'''

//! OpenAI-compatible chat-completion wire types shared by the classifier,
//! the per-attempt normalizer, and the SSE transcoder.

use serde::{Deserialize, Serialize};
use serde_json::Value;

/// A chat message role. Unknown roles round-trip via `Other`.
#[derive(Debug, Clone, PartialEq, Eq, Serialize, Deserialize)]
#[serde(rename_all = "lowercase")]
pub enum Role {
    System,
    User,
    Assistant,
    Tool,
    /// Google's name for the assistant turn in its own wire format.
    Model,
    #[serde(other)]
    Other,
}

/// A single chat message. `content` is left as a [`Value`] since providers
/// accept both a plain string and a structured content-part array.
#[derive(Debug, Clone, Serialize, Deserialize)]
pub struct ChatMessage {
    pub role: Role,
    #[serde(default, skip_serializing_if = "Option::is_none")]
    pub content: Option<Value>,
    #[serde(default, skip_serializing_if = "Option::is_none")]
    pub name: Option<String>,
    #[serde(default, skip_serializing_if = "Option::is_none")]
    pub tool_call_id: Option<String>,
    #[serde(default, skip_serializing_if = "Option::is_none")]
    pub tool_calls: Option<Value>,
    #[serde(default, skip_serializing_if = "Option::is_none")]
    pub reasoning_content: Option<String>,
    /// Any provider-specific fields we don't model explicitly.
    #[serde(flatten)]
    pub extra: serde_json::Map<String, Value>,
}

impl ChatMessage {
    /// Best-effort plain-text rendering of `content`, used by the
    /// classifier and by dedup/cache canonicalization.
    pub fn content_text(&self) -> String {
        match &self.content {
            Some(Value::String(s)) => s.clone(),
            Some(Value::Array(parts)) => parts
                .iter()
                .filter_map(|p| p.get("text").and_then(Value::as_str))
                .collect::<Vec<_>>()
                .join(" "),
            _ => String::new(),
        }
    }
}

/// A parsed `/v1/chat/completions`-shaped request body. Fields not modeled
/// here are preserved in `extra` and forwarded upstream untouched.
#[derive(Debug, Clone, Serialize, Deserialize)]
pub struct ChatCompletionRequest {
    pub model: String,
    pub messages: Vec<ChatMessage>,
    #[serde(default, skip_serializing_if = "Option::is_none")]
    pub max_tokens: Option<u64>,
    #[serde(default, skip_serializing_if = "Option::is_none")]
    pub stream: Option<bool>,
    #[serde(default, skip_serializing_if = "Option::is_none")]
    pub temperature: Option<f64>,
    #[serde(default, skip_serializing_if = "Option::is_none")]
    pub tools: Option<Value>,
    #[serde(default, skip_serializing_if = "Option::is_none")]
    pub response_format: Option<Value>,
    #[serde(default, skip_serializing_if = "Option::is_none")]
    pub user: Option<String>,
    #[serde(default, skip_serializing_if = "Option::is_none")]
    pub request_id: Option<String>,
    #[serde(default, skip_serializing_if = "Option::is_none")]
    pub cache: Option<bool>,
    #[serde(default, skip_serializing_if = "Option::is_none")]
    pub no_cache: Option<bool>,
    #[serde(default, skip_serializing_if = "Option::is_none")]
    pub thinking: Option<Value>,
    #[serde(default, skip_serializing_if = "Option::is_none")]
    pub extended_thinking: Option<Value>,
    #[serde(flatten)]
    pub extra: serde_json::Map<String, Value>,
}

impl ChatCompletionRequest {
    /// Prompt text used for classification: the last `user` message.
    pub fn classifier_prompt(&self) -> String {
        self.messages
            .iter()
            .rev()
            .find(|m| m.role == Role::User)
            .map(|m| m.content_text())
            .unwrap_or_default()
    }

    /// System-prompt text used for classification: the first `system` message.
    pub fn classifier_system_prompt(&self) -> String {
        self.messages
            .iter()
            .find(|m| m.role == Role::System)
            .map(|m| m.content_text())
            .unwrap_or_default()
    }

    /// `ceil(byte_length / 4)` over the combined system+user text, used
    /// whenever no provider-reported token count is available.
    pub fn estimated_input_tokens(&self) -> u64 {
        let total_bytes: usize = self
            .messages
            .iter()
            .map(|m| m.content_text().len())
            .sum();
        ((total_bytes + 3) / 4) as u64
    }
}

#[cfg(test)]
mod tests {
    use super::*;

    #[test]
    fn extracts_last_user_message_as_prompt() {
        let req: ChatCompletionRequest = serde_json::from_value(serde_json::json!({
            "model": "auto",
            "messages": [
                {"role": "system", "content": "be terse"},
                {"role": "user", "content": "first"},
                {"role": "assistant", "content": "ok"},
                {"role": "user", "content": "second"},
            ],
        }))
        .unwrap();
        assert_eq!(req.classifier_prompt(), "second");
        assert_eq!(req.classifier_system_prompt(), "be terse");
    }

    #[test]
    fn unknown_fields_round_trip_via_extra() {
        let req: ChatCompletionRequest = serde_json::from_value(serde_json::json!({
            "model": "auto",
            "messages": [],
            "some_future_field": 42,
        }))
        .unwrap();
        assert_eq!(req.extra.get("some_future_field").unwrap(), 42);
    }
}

'''

### Task instructions:
Exactly as written, transcribe each line of the data.

### The answer:
//! OpenAI-compatible chat-completion wire types shared by the classifier,
//! the per-attempt normalizer, and the SSE transcoder.

use serde::{Deserialize, Serialize};
use serde_json::Value;

/// A chat message role. Unknown roles round-trip via `Other`.
#[derive(Debug, Clone, PartialEq, Eq, Serialize, Deserialize)]
#[serde(rename_all = "lowercase")]
pub enum Role {
    System,
    User,
    Assistant,
    Tool,
    /// Google's name for the assistant turn in its own wire format.
    Model,
    #[serde(other)]
    Other,
}

/// A single chat message. `content` is left as a [`Value`] since providers
/// accept both a plain string and a structured content-part array.
#[derive(Debug, Clone, Serialize, Deserialize)]
pub struct ChatMessage {
    pub role: Role,
    #[serde(default, skip_serializing_if = "Option::is_none")]
    pub content: Option<Value>,
    #[serde(default, skip_serializing_if = "Option::is_none")]
    pub name: Option<String>,
    #[serde(default, skip_serializing_if = "Option::is_none")]
    pub tool_call_id: Option<String>,
    #[serde(default, skip_serializing_if = "Option::is_none")]
    pub tool_calls: Option<Value>,
    #[serde(default, skip_serializing_if = "Option::is_none")]
    pub reasoning_content: Option<String>,
    /// Any provider-specific fields we don't model explicitly.
    #[serde(flatten)]
    pub extra: serde_json::Map<String, Value>,
}

impl ChatMessage {
    /// Best-effort plain-text rendering of `content`, used by the
    /// classifier and by dedup/cache canonicalization.
    pub fn content_text(&self) -> String {
        match &self.content {
            Some(Value::String(s)) => s.clone(),
            Some(Value::Array(parts)) => parts
                .iter()
                .filter_map(|p| p.get("text").and_then(Value::as_str))
                .collect::<Vec<_>>()
                .join(" "),
            _ => String::new(),
        }
    }
}

/// A parsed `/v1/chat/completions`-shaped request body. Fields not modeled
/// here are preserved in `extra` and forwarded upstream untouched.
#[derive(Debug, Clone, Serialize, Deserialize)]
pub struct ChatCompletionRequest {
    pub model: String,
    pub messages: Vec<ChatMessage>,
    #[serde(default, skip_serializing_if = "Option::is_none")]
    pub max_tokens: Option<u64>,
    #[serde(default, skip_serializing_if = "Option::is_none")]
    pub stream: Option<bool>,
    #[serde(default, skip_serializing_if = "Option::is_none")]
    pub temperature: Option<f64>,
    #[serde(default, skip_serializing_if = "Option::is_none")]
    pub tools: Option<Value>,
    #[serde(default, skip_serializing_if = "Option::is_none")]
    pub response_format: Option<Value>,
    #[serde(default, skip_serializing_if = "Option::is_none")]
    pub user: Option<String>,
    #[serde(default, skip_serializing_if = "Option::is_none")]
    pub request_id: Option<String>,
    #[serde(default, skip_serializing_if = "Option::is_none")]
    pub cache: Option<bool>,
    #[serde(default, skip_serializing_if = "Option::is_none")]
    pub no_cache: Option<bool>,
    #[serde(default, skip_serializing_if = "Option::is_none")]
    pub thinking: Option<Value>,
    #[serde(default, skip_serializing_if = "Option::is_none")]
    pub extended_thinking: Option<Value>,
    #[serde(flatten)]
    pub extra: serde_json::Map<String, Value>,
}

impl ChatCompletionRequest {
    /// Prompt text used for classification: the last `user` message.
    pub fn classifier_prompt(&self) -> String {
        self.messages
            .iter()
            .rev()
            .find(|m| m.role == Role::User)
            .map(|m| m.content_text())
            .unwrap_or_default()
    }

    /// System-prompt text used for classification: the first `system` message.
    pub fn classifier_system_prompt(&self) -> String {
        self.messages
            .iter()
            .find(|m| m.role == Role::System)
            .map(|m| m.content_text())
            .unwrap_or_default()
    }

    /// `ceil(byte_length / 4)` over the combined system+user text, used
    /// whenever no provider-reported token count is available.
    pub fn estimated_input_tokens(&self) -> u64 {
        let total_bytes: usize = self
            .messages
            .iter()
            .map(|m| m.content_text().len())
            .sum();
        ((total_bytes + 3) / 4) as u64
    }
}

#[cfg(test)]
mod tests {
    use super::*;

    #[test]
    fn extracts_last_user_message_as_prompt() {
        let req: ChatCompletionRequest = serde_json::from_value(serde_json::json!({
            "model": "auto",
            "messages": [
                {"role": "system", "content": "be terse"},
                {"role": "user", "content": "first"},
                {"role": "assistant", "content": "ok"},
                {"role": "user", "content": "second"},
            ],
        }))
        .unwrap();
        assert_eq!(req.classifier_prompt(), "second");
        assert_eq!(req.classifier_system_prompt(), "be terse");
    }

    #[test]
    fn unknown_fields_round_trip_via_extra() {
        let req: ChatCompletionRequest = serde_json::from_value(serde_json::json!({
            "model": "auto",
            "messages": [],
            "some_future_field": 42,
        }))
        .unwrap();
        assert_eq!(req.extra.get("some_future_field").unwrap(), 42);
    }
}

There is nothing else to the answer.